Caring for and avoiding blisters to prevent them from ruining your hike.
Generating a lot of friction on one area of skin will cause it to heat up, and the layers of skin will separate. The body will pump a fluid into this spot in an attempt to alleviate the friction. This produces the bubble type structure commonly referred to as a blister. Blisters can be very tender, and make it very painful to continue.
How to get a blister
There are several things you can do to increase the likelihood of getting a blister, I have several outlined here:
- Go hiking in a wet or sandy place
- Go hiking in a hot place that will make you sweat, or in a place with snow that will get your feet wet
- Wear cotton socks, and don’t wear any socks that wick away moisture (like a sock liner)
- Wear the same pair of shoes
- Tie your shoes too tight or too loose
- Get little rocks in your shoes
- Dehydrate yourself
- If you start to feel a hot spot, keep going and ignore it – you’re almost there!

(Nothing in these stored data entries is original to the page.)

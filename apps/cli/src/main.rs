//! Prospector CLI: budget-gated enrichment of business leads.
//!
//! Runs entity files through the configured providers and reports a
//! confidence score for each record.

mod commands;

use clap::Parser;
use color_eyre::eyre::Result;

use commands::Cli;

#[tokio::main]
async fn main() -> Result<()> {
    color_eyre::install()?;
    let cli = Cli::parse();
    commands::init_tracing(&cli);
    commands::run(cli).await
}
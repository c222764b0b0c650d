//! Build the configured providers.

use std::sync::Arc;

use tracing::{debug, warn};

use prospector_shared::{
    AppConfig, Cents, ProspectorError, Provider, ProviderConfig, Result, validate_api_key,
};

use crate::email_discovery::{self, EmailDiscoveryProvider};
use crate::email_verification::{self, EmailVerificationProvider};
use crate::http::{ApiKey, HttpOptions};
use crate::nonprofit::{self, NonprofitProvider};
use crate::state_registry::{self, StateRegistryProvider};
use crate::website_check::{self, WebsiteCheckProvider};

/// Names of every provider this crate can build.
pub const KNOWN_PROVIDERS: &[&str] = &[
    state_registry::NAME,
    nonprofit::NAME,
    email_discovery::NAME,
    email_verification::NAME,
    website_check::NAME,
];

/// Builds providers from `[providers.<name>]` configuration entries.
pub struct ProviderFactory;

impl ProviderFactory {
    /// Build every enabled provider, ordered by name.
    ///
    /// Providers whose API key env var is unset are skipped with a warning,
    /// as are entries naming an unknown provider.
    pub fn from_config(config: &AppConfig) -> Result<Vec<Arc<dyn Provider>>> {
        let opts = HttpOptions::from(&config.http);
        let mut providers: Vec<Arc<dyn Provider>> = Vec::new();

        for (name, entry) in &config.providers {
            if !entry.enabled {
                debug!(provider = %name, "provider disabled");
                continue;
            }
            if !KNOWN_PROVIDERS.contains(&name.as_str()) {
                warn!(provider = %name, "unknown provider in config, skipping");
                continue;
            }

            let key = match validate_api_key(config, name) {
                Ok(key) => key.map(ApiKey::new),
                Err(e) => {
                    warn!(provider = %name, error = %e, "skipping provider");
                    continue;
                }
            };

            providers.push(build(name, entry, key, opts.clone())?);
        }

        Ok(providers)
    }
}

fn build(
    name: &str,
    entry: &ProviderConfig,
    key: Option<ApiKey>,
    opts: HttpOptions,
) -> Result<Arc<dyn Provider>> {
    let cost = Cents(entry.cost_cents);
    let base_url = entry.base_url.clone().unwrap_or_default();
    let key = key.unwrap_or_else(|| ApiKey::new(""));

    let provider: Arc<dyn Provider> = match name {
        state_registry::NAME => Arc::new(StateRegistryProvider::new(base_url, key, cost, opts)?),
        email_discovery::NAME => Arc::new(EmailDiscoveryProvider::new(base_url, key, cost, opts)?),
        email_verification::NAME => {
            Arc::new(EmailVerificationProvider::new(base_url, key, cost, opts)?)
        }
        nonprofit::NAME => Arc::new(NonprofitProvider::new(base_url, opts)?),
        website_check::NAME => Arc::new(WebsiteCheckProvider::new(opts)?),
        other => {
            return Err(ProspectorError::config(format!(
                "no builder for provider '{other}'"
            )));
        }
    };
    Ok(provider)
}

#[cfg(test)]
mod tests {
    use super::*;

    #[test]
    fn builds_keyless_providers_and_skips_missing_keys() {
        let mut config = AppConfig::default();
        for entry in config.providers.values_mut() {
            if entry.api_key_env.is_some() {
                entry.api_key_env = Some("PROSPECTOR_TEST_UNSET_KEY_98765".into());
            }
        }

        let providers = ProviderFactory::from_config(&config).unwrap();
        let names: Vec<&str> = providers.iter().map(|p| p.name()).collect();

        assert_eq!(names, vec!["nonprofit-registry", "website-check"]);
    }

    #[test]
    fn disabled_and_unknown_entries_are_skipped() {
        let mut config = AppConfig::default();
        config.providers.retain(|name, _| name == "website-check" || name == "nonprofit-registry");
        if let Some(entry) = config.providers.get_mut("nonprofit-registry") {
            entry.enabled = false;
        }
        config.providers.insert(
            "mystery-source".into(),
            ProviderConfig {
                enabled: true,
                api_key_env: None,
                base_url: None,
                cost_cents: 0,
            },
        );

        let providers = ProviderFactory::from_config(&config).unwrap();
        assert_eq!(providers.len(), 1);
        assert_eq!(providers[0].name(), "website-check");
    }

    #[test]
    fn build_rejects_names_without_a_builder() {
        let entry = ProviderConfig {
            enabled: true,
            api_key_env: None,
            base_url: None,
            cost_cents: 0,
        };

        let err = build("mystery-source", &entry, None, HttpOptions::default()).unwrap_err();
        assert!(err.to_string().contains("no builder for provider 'mystery-source'"));

        let website = build(website_check::NAME, &entry, None, HttpOptions::default()).unwrap();
        assert_eq!(website.name(), website_check::NAME);
    }

    #[test]
    fn configured_cost_is_applied() {
        let mut config = AppConfig::default();
        config.providers.retain(|name, _| name == "state-registry");
        if let Some(entry) = config.providers.get_mut("state-registry") {
            entry.api_key_env = Some("PATH".into());
            entry.cost_cents = 75;
        }

        let providers = ProviderFactory::from_config(&config).unwrap();
        assert_eq!(providers[0].cost(), Cents(75));
        assert!(providers[0].supports_polling());
    }
}
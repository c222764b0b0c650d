//! Application configuration for Prospector.
//!
//! User config lives at `~/.prospector/prospector.toml`.
//! CLI flags override config file values, which override defaults.
//! API keys are never stored in the file; each provider names the
//! environment variable that holds its key.

use std::collections::BTreeMap;
use std::path::{Path, PathBuf};
use std::time::Duration;

use serde::{Deserialize, Serialize};

use crate::error::{ProspectorError, Result};
use crate::types::Cents;

/// Default configuration file name.
const CONFIG_FILE_NAME: &str = "prospector.toml";

/// Default config directory name under the user's home.
const CONFIG_DIR_NAME: &str = ".prospector";

// ---------------------------------------------------------------------------
// Config structs (matching prospector.toml schema)
// ---------------------------------------------------------------------------

/// Top-level application config, deserialized from TOML.
#[derive(Debug, Clone, Serialize, Deserialize)]
pub struct AppConfig {
    /// Scheduler and cache settings.
    #[serde(default)]
    pub engine: EngineSection,

    /// Monetary ceilings for paid providers.
    #[serde(default)]
    pub budget: BudgetConfig,

    /// Polling behaviour for asynchronous providers.
    #[serde(default)]
    pub polling: PollingConfig,

    /// Outbound HTTP settings shared by providers.
    #[serde(default)]
    pub http: HttpConfig,

    /// Per-provider settings keyed by provider name.
    #[serde(default = "default_providers")]
    pub providers: BTreeMap<String, ProviderConfig>,
}

impl Default for AppConfig {
    fn default() -> Self {
        Self {
            engine: EngineSection::default(),
            budget: BudgetConfig::default(),
            polling: PollingConfig::default(),
            http: HttpConfig::default(),
            providers: default_providers(),
        }
    }
}

/// `[engine]` section.
#[derive(Debug, Clone, Serialize, Deserialize)]
pub struct EngineSection {
    /// Maximum provider calls in flight engine-wide.
    #[serde(default = "default_concurrency")]
    pub concurrency: u32,

    /// Maximum entities processed concurrently in batch mode.
    #[serde(default = "default_batch_concurrency")]
    pub batch_concurrency: u32,

    /// Whether provider results are memoized.
    #[serde(default = "default_true")]
    pub cache_enabled: bool,

    /// Cache entry lifetime in seconds.
    #[serde(default = "default_cache_ttl")]
    pub cache_ttl_secs: u64,

    /// Run zero-cost providers first and call paid ones only when the free
    /// results leave the entity below `sufficient_score`.
    #[serde(default = "default_true")]
    pub cost_tiering: bool,

    /// Partial confidence score at which free results are considered enough.
    #[serde(default = "default_sufficient_score")]
    pub sufficient_score: u8,
}

impl Default for EngineSection {
    fn default() -> Self {
        Self {
            concurrency: default_concurrency(),
            batch_concurrency: default_batch_concurrency(),
            cache_enabled: true,
            cache_ttl_secs: default_cache_ttl(),
            cost_tiering: true,
            sufficient_score: default_sufficient_score(),
        }
    }
}

fn default_concurrency() -> u32 {
    3
}
fn default_batch_concurrency() -> u32 {
    5
}
fn default_true() -> bool {
    true
}
fn default_cache_ttl() -> u64 {
    3600
}
fn default_sufficient_score() -> u8 {
    90
}

/// Which orchestration run a budget ledger covers.
#[derive(Debug, Clone, Copy, Default, PartialEq, Eq, Serialize, Deserialize)]
#[serde(rename_all = "snake_case")]
pub enum BudgetScope {
    /// A fresh ledger for every entity.
    #[default]
    PerEntity,
    /// One ledger shared by every entity in a batch.
    PerBatch,
}

/// `[budget]` section.
#[derive(Debug, Clone, Serialize, Deserialize)]
pub struct BudgetConfig {
    #[serde(default)]
    pub scope: BudgetScope,

    /// Ceiling per entity, in cents.
    #[serde(default = "default_entity_budget")]
    pub max_cost_per_entity_cents: u64,

    /// Ceiling per batch when `scope = "per_batch"`, in cents.
    #[serde(default = "default_batch_budget")]
    pub max_cost_per_batch_cents: u64,
}

impl Default for BudgetConfig {
    fn default() -> Self {
        Self {
            scope: BudgetScope::default(),
            max_cost_per_entity_cents: default_entity_budget(),
            max_cost_per_batch_cents: default_batch_budget(),
        }
    }
}

fn default_entity_budget() -> u64 {
    200
}
fn default_batch_budget() -> u64 {
    5_000
}

/// `[polling]` section.
#[derive(Debug, Clone, Serialize, Deserialize)]
pub struct PollingConfig {
    /// Delay between poll attempts in ms.
    #[serde(default = "default_poll_interval")]
    pub interval_ms: u64,

    /// Re-issued calls allowed after the initial one.
    #[serde(default = "default_poll_attempts")]
    pub max_attempts: u32,
}

impl Default for PollingConfig {
    fn default() -> Self {
        Self {
            interval_ms: default_poll_interval(),
            max_attempts: default_poll_attempts(),
        }
    }
}

fn default_poll_interval() -> u64 {
    4_000
}
fn default_poll_attempts() -> u32 {
    6
}

/// `[http]` section.
#[derive(Debug, Clone, Serialize, Deserialize)]
pub struct HttpConfig {
    /// Per-request timeout in seconds.
    #[serde(default = "default_http_timeout")]
    pub timeout_secs: u64,

    /// Retries for HTTP 429/5xx and timeouts.
    #[serde(default = "default_network_retries")]
    pub network_retries: u32,
}

impl Default for HttpConfig {
    fn default() -> Self {
        Self {
            timeout_secs: default_http_timeout(),
            network_retries: default_network_retries(),
        }
    }
}

fn default_http_timeout() -> u64 {
    30
}
fn default_network_retries() -> u32 {
    2
}

/// `[providers.<name>]` entry.
#[derive(Debug, Clone, Serialize, Deserialize)]
pub struct ProviderConfig {
    #[serde(default = "default_true")]
    pub enabled: bool,

    /// Name of the env var holding the API key (never store the key itself).
    #[serde(default, skip_serializing_if = "Option::is_none")]
    pub api_key_env: Option<String>,

    /// Upstream API base URL.
    #[serde(default, skip_serializing_if = "Option::is_none")]
    pub base_url: Option<String>,

    /// Estimated cost per call in cents.
    #[serde(default)]
    pub cost_cents: u64,
}

impl ProviderConfig {
    fn new(base_url: Option<&str>, api_key_env: Option<&str>, cost_cents: u64) -> Self {
        Self {
            enabled: true,
            api_key_env: api_key_env.map(String::from),
            base_url: base_url.map(String::from),
            cost_cents,
        }
    }
}

fn default_providers() -> BTreeMap<String, ProviderConfig> {
    BTreeMap::from([
        (
            "state-registry".to_string(),
            ProviderConfig::new(
                Some("https://apigateway.cobaltintelligence.com/v1"),
                Some("COBALT_INTELLIGENCE_API_KEY"),
                50,
            ),
        ),
        (
            "nonprofit-registry".to_string(),
            ProviderConfig::new(
                Some("https://projects.propublica.org/nonprofits/api/v2"),
                None,
                0,
            ),
        ),
        (
            "email-discovery".to_string(),
            ProviderConfig::new(Some("https://api.hunter.io/v2"), Some("HUNTER_API_KEY"), 4),
        ),
        (
            "email-verification".to_string(),
            ProviderConfig::new(
                Some("https://api.neverbounce.com/v4"),
                Some("NEVERBOUNCE_API_KEY"),
                1,
            ),
        ),
        ("website-check".to_string(), ProviderConfig::new(None, None, 0)),
    ])
}

// ---------------------------------------------------------------------------
// Engine config (runtime, merged from config + CLI flags)
// ---------------------------------------------------------------------------

/// Runtime engine configuration, merged from config file and CLI flags.
#[derive(Debug, Clone)]
pub struct EngineConfig {
    /// Maximum provider calls in flight engine-wide.
    pub concurrency: usize,
    /// Maximum entities processed concurrently in batch mode.
    pub batch_concurrency: usize,
    pub cache_enabled: bool,
    pub cache_ttl: Duration,
    pub poll_interval: Duration,
    pub max_poll_attempts: u32,
    pub budget_scope: BudgetScope,
    pub max_cost_per_entity: Cents,
    pub max_cost_per_batch: Cents,
    /// Zero-cost providers run as a first tier; paid ones only escalate.
    pub cost_tiering: bool,
    pub sufficient_score: u8,
}

impl From<&AppConfig> for EngineConfig {
    fn from(config: &AppConfig) -> Self {
        Self {
            concurrency: config.engine.concurrency.max(1) as usize,
            batch_concurrency: config.engine.batch_concurrency.max(1) as usize,
            cache_enabled: config.engine.cache_enabled,
            cache_ttl: Duration::from_secs(config.engine.cache_ttl_secs),
            poll_interval: Duration::from_millis(config.polling.interval_ms),
            max_poll_attempts: config.polling.max_attempts,
            budget_scope: config.budget.scope,
            max_cost_per_entity: Cents(config.budget.max_cost_per_entity_cents),
            max_cost_per_batch: Cents(config.budget.max_cost_per_batch_cents),
            cost_tiering: config.engine.cost_tiering,
            sufficient_score: config.engine.sufficient_score.min(100),
        }
    }
}

impl Default for EngineConfig {
    fn default() -> Self {
        Self::from(&AppConfig::default())
    }
}

// ---------------------------------------------------------------------------
// Config loading
// ---------------------------------------------------------------------------

/// Get the path to the config directory (`~/.prospector/`).
pub fn config_dir() -> Result<PathBuf> {
    let home = dirs::home_dir()
        .ok_or_else(|| ProspectorError::config("could not determine home directory"))?;
    Ok(home.join(CONFIG_DIR_NAME))
}

/// Get the path to the config file (`~/.prospector/prospector.toml`).
pub fn config_file_path() -> Result<PathBuf> {
    Ok(config_dir()?.join(CONFIG_FILE_NAME))
}

/// Load the application config from disk. Returns defaults if the file does not exist.
pub fn load_config() -> Result<AppConfig> {
    let path = config_file_path()?;

    if !path.exists() {
        tracing::debug!(?path, "config file not found, using defaults");
        return Ok(AppConfig::default());
    }

    load_config_from(&path)
}

/// Load the application config from a specific file path.
pub fn load_config_from(path: &Path) -> Result<AppConfig> {
    let content = std::fs::read_to_string(path).map_err(|e| ProspectorError::io(path, e))?;

    toml::from_str(&content).map_err(|e| {
        ProspectorError::config(format!("failed to parse {}: {e}", path.display()))
    })
}

/// Create the config directory and write a default config file.
/// Returns the path to the created file.
pub fn init_config() -> Result<PathBuf> {
    let dir = config_dir()?;
    std::fs::create_dir_all(&dir).map_err(|e| ProspectorError::io(&dir, e))?;

    let path = dir.join(CONFIG_FILE_NAME);
    let config = AppConfig::default();
    let content =
        toml::to_string_pretty(&config).map_err(|e| ProspectorError::config(e.to_string()))?;

    std::fs::write(&path, content).map_err(|e| ProspectorError::io(&path, e))?;
    tracing::info!(?path, "created default config file");

    Ok(path)
}

/// Resolve the API key for `provider` from the env var its config names.
///
/// Providers without an `api_key_env` need no key and resolve to `None`.
pub fn validate_api_key(config: &AppConfig, provider: &str) -> Result<Option<String>> {
    let entry = config
        .providers
        .get(provider)
        .ok_or_else(|| ProspectorError::config(format!("unknown provider '{provider}'")))?;

    let Some(var_name) = entry.api_key_env.as_deref() else {
        return Ok(None);
    };

    match std::env::var(var_name) {
        Ok(val) if !val.is_empty() => Ok(Some(val)),
        _ => Err(ProspectorError::config(format!(
            "API key for {provider} not found. Set the {var_name} environment variable."
        ))),
    }
}
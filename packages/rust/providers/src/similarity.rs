//! Name similarity used to rank registry matches.

/// Lower-case, drop non-ASCII and punctuation, trim.
pub fn sanitize(value: &str) -> String {
    value
        .chars()
        .filter(|c| c.is_ascii_alphanumeric() || c.is_ascii_whitespace() || *c == '_')
        .collect::<String>()
        .to_ascii_lowercase()
        .trim()
        .to_string()
}

/// Best normalised Levenshtein similarity of `target` against
/// `candidates`, as a 0-100 score.
pub fn best_match<'a>(target: &str, candidates: impl IntoIterator<Item = &'a str>) -> u8 {
    let target = sanitize(target);
    if target.is_empty() {
        return 0;
    }
    let best = candidates
        .into_iter()
        .map(|c| strsim::normalized_levenshtein(&target, &sanitize(c)))
        .fold(0.0_f64, f64::max);
    (best * 100.0).round() as u8
}

#[cfg(test)]
mod tests {
    use super::*;

    #[test]
    fn sanitize_strips_punctuation() {
        assert_eq!(sanitize("  Joe's Café, LLC "), "joes caf llc");
    }

    #[test]
    fn best_match_picks_highest() {
        let score = best_match("Red Cross", ["Blue Shield", "red cross"]);
        assert_eq!(score, 100);
        assert_eq!(best_match("", ["anything"]), 0);
        assert_eq!(best_match("acme", std::iter::empty()), 0);
        assert_eq!(best_match("acme", [""]), 0);
    }

    #[test]
    fn best_match_scales_edit_distance() {
        // kitten -> sitting: 3 edits over 7 characters.
        assert_eq!(best_match("kitten", ["sitting"]), 57);
    }
}
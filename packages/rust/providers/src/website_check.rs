//! Homepage reachability check with `mailto:` scraping.

use std::collections::BTreeSet;

use async_trait::async_trait;
use reqwest::Client;
use scraper::{Html, Selector};
use serde_json::{Value, json};
use tracing::{debug, instrument, warn};
use url::Url;

use prospector_shared::{
    Entity, EntityField, Provider, ProviderCall, Result, SearchParams, ValidationResult,
};

use crate::http::{HttpOptions, build_client, is_ssrf_target};

pub const NAME: &str = "website-check";

/// Free provider that fetches the entity's homepage.
#[derive(Debug)]
pub struct WebsiteCheckProvider {
    client: Client,
    /// Allow localhost/private IPs (for tests against mock servers).
    allow_private_hosts: bool,
}

impl WebsiteCheckProvider {
    pub fn new(opts: HttpOptions) -> Result<Self> {
        Ok(Self {
            client: build_client(&opts)?,
            allow_private_hosts: false,
        })
    }

    /// Disable SSRF protection.
    pub fn allow_private_hosts(mut self) -> Self {
        self.allow_private_hosts = true;
        self
    }
}

/// Parse a website field into an absolute http(s) URL.
pub fn homepage_url(website: &str) -> Option<Url> {
    let website = website.trim();
    let candidate = if website.contains("://") {
        website.to_string()
    } else {
        format!("https://{website}")
    };
    Url::parse(&candidate).ok().filter(|u| u.host_str().is_some())
}

/// Collect `mailto:` addresses from an HTML document, lower-cased.
fn extract_emails(html: &str) -> BTreeSet<String> {
    let doc = Html::parse_document(html);
    let Ok(selector) = Selector::parse(r#"a[href^="mailto:"]"#) else {
        return BTreeSet::new();
    };

    doc.select(&selector)
        .filter_map(|el| el.value().attr("href"))
        .filter_map(|href| href.strip_prefix("mailto:"))
        .map(|addr| addr.split('?').next().unwrap_or_default().trim().to_lowercase())
        .filter(|addr| addr.contains('@'))
        .collect()
}

#[async_trait]
impl Provider for WebsiteCheckProvider {
    fn name(&self) -> &str {
        NAME
    }

    fn is_relevant(&self, entity: &Entity, _params: &SearchParams) -> bool {
        entity.has_real_website()
    }

    #[instrument(skip_all, fields(provider = NAME, entity = %call.entity.id))]
    async fn validate(&self, call: ProviderCall<'_>) -> Result<ValidationResult> {
        let Some(url) = call.entity.website().and_then(homepage_url) else {
            return Ok(ValidationResult::failure(NAME, "malformed website", Value::Null));
        };

        if !self.allow_private_hosts && is_ssrf_target(&url) {
            warn!(%url, "SSRF protection: blocked");
            return Ok(ValidationResult::failure(
                NAME,
                "website points at a private address",
                json!({ "url": url.as_str() }),
            ));
        }

        let response = match self.client.get(url.clone()).send().await {
            Ok(response) => response,
            Err(e) => {
                debug!(%url, error = %e, "website unreachable");
                return Ok(ValidationResult::failure(
                    NAME,
                    "website unreachable",
                    json!({ "url": url.as_str(), "reachable": false }),
                ));
            }
        };

        let status = response.status();
        let final_url = response.url().to_string();
        if !(status.is_success() || status.is_redirection()) {
            return Ok(ValidationResult::failure(
                NAME,
                format!("website returned HTTP {}", status.as_u16()),
                json!({ "url": url.as_str(), "reachable": false, "httpStatus": status.as_u16() }),
            ));
        }

        let html = response.text().await.unwrap_or_default();
        let emails = extract_emails(&html);
        let known_email = call.entity.email().map(str::to_lowercase);
        let email_on_page = known_email.is_some_and(|e| emails.contains(&e));

        let payload = json!({
            "url": url.as_str(),
            "finalUrl": final_url,
            "reachable": true,
            "httpStatus": status.as_u16(),
            "emails": emails,
        });

        let result = ValidationResult::success(NAME, payload).verified(EntityField::Website);
        Ok(if email_on_page {
            result.verified(EntityField::Email)
        } else {
            result
        })
    }
}
//! Nonprofit registry lookup by organisation name.

use async_trait::async_trait;
use reqwest::Client;
use serde_json::{Value, json};
use tracing::instrument;

use prospector_shared::{
    Entity, EntityField, Provider, ProviderCall, Result, SearchParams, ValidationResult,
};

use crate::http::{HttpOptions, JsonRequest, build_client, get_json};
use crate::similarity::best_match;

pub const NAME: &str = "nonprofit-registry";

/// Confidence at or above which the registry corroborates the name.
const NAME_MATCH_THRESHOLD: u8 = 80;

/// Words in a name or category that suggest a nonprofit.
const NONPROFIT_INDICATORS: &[&str] = &[
    "foundation",
    "nonprofit",
    "non-profit",
    "charity",
    "charitable",
    "association",
    "society",
    "institute",
    "center",
    "council",
    "organization",
    "trust",
    "fund",
    "relief",
    "aid",
    "support",
    "community",
    "education",
    "research",
    "religious",
    "church",
];

/// Whether the entity's name or category carries a nonprofit indicator word.
pub fn looks_nonprofit(entity: &Entity) -> bool {
    let text = format!(
        "{} {}",
        entity.name().unwrap_or_default(),
        entity.category.as_deref().unwrap_or_default()
    )
    .to_lowercase();

    text.split(|c: char| !(c.is_alphanumeric() || c == '-'))
        .any(|word| NONPROFIT_INDICATORS.contains(&word))
}

/// Free nonprofit registry provider.
#[derive(Debug)]
pub struct NonprofitProvider {
    client: Client,
    opts: HttpOptions,
    base_url: String,
}

impl NonprofitProvider {
    pub fn new(base_url: impl Into<String>, opts: HttpOptions) -> Result<Self> {
        Ok(Self {
            client: build_client(&opts)?,
            opts,
            base_url: base_url.into().trim_end_matches('/').to_string(),
        })
    }
}

#[async_trait]
impl Provider for NonprofitProvider {
    fn name(&self) -> &str {
        NAME
    }

    fn is_relevant(&self, entity: &Entity, _params: &SearchParams) -> bool {
        entity.name().is_some() && looks_nonprofit(entity)
    }

    /// The lookup is by name only.
    fn cache_identity(&self, _entity: &Entity, _params: &SearchParams) -> Vec<String> {
        Vec::new()
    }

    #[instrument(skip_all, fields(provider = NAME, entity = %call.entity.id))]
    async fn validate(&self, call: ProviderCall<'_>) -> Result<ValidationResult> {
        let Some(name) = call.entity.name() else {
            return Ok(ValidationResult::failure(NAME, "no business name provided", Value::Null));
        };

        let request = JsonRequest::get(format!("{}/search.json", self.base_url))
            .query("q", name)
            .allow(&[404]);
        let response = get_json(&self.client, &self.opts, NAME, &request).await?;

        let organizations = response
            .body
            .get("organizations")
            .and_then(Value::as_array)
            .cloned()
            .unwrap_or_default();

        if organizations.is_empty() {
            return Ok(ValidationResult::failure(
                NAME,
                "no matching nonprofit",
                json!({ "found": false, "confidence": 0 }),
            ));
        }

        let confidence = best_match(
            name,
            organizations
                .iter()
                .filter_map(|o| o.get("name").and_then(Value::as_str)),
        );
        let top = &organizations[0];
        let payload = json!({
            "found": true,
            "confidence": confidence,
            "ein": top.get("ein").cloned().unwrap_or(Value::Null),
            "city": top.get("city").cloned().unwrap_or(Value::Null),
            "state": top.get("state").cloned().unwrap_or(Value::Null),
            "classification": top.get("ntee_code").cloned().unwrap_or(Value::Null),
            "results": organizations,
        });

        let result = ValidationResult::success(NAME, payload);
        Ok(if confidence >= NAME_MATCH_THRESHOLD {
            result.verified(EntityField::Name)
        } else {
            result
        })
    }
}

#[cfg(test)]
mod tests {
    use super::*;
    use std::time::Duration;

    fn provider(base_url: &str) -> NonprofitProvider {
        let opts = HttpOptions {
            timeout: Duration::from_secs(5),
            network_retries: 0,
            backoff_base: Duration::from_millis(1),
        };
        NonprofitProvider::new(base_url, opts).unwrap()
    }

    #[test]
    fn indicators_match_whole_words() {
        assert!(looks_nonprofit(&Entity::named("Bay Area Food Relief")));
        assert!(looks_nonprofit(&Entity::named("First Baptist Church")));

        let mut entity = Entity::named("Sunrise Dental");
        entity.category = Some("Non-Profit clinic".into());
        assert!(looks_nonprofit(&entity));

        assert!(!looks_nonprofit(&Entity::named("Maid Brigade")));
        assert!(!looks_nonprofit(&Entity::named("Acme Plumbing")));
    }

    #[tokio::test]
    async fn match_corroborates_name() {
        let server = wiremock::MockServer::start().await;

        wiremock::Mock::given(wiremock::matchers::path("/search.json"))
            .and(wiremock::matchers::query_param("q", "Habitat for Humanity Foundation"))
            .respond_with(wiremock::ResponseTemplate::new(200).set_body_json(json!({
                "organizations": [
                    {
                        "ein": 123456789,
                        "name": "HABITAT FOR HUMANITY FOUNDATION",
                        "city": "Atlanta",
                        "state": "GA"
                    }
                ]
            })))
            .mount(&server)
            .await;

        let p = provider(&server.uri());
        let entity = Entity::named("Habitat for Humanity Foundation");
        let params = SearchParams::default();
        let result = p.validate(ProviderCall::new(&entity, &params)).await.unwrap();

        assert!(result.success);
        assert_eq!(result.payload["confidence"], 100);
        assert_eq!(result.payload["city"], "Atlanta");
        assert!(result.verified_fields.contains(&EntityField::Name));
    }

    #[tokio::test]
    async fn not_found_is_a_negative_result() {
        let server = wiremock::MockServer::start().await;

        wiremock::Mock::given(wiremock::matchers::path("/search.json"))
            .respond_with(wiremock::ResponseTemplate::new(404))
            .mount(&server)
            .await;

        let p = provider(&server.uri());
        let entity = Entity::named("Tiny Community Fund");
        let params = SearchParams::default();
        let result = p.validate(ProviderCall::new(&entity, &params)).await.unwrap();

        assert!(!result.success);
        assert_eq!(result.error_message.as_deref(), Some("no matching nonprofit"));
    }
}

So you’ve got a blister, now what?
It’s best if you can stop, or rest the injured foot, but don’t despair! I once got a nasty blister on my foot before a 15 mile backpacking trip through a river and sand, but I still made it through fine and let my foot heal. I used an antibacterial ointment right on the foot, then put an adhesive bandaid over that. I covered the baindaid with duct tape, and a neoprene sock under my regular hiking sock.
As soon as you feel the heat building up, you should stop and change something. You may want to tighten or loosen your shoe to adjust where it rubs. If you have any moleskin or duct tape you can put over the pressure points.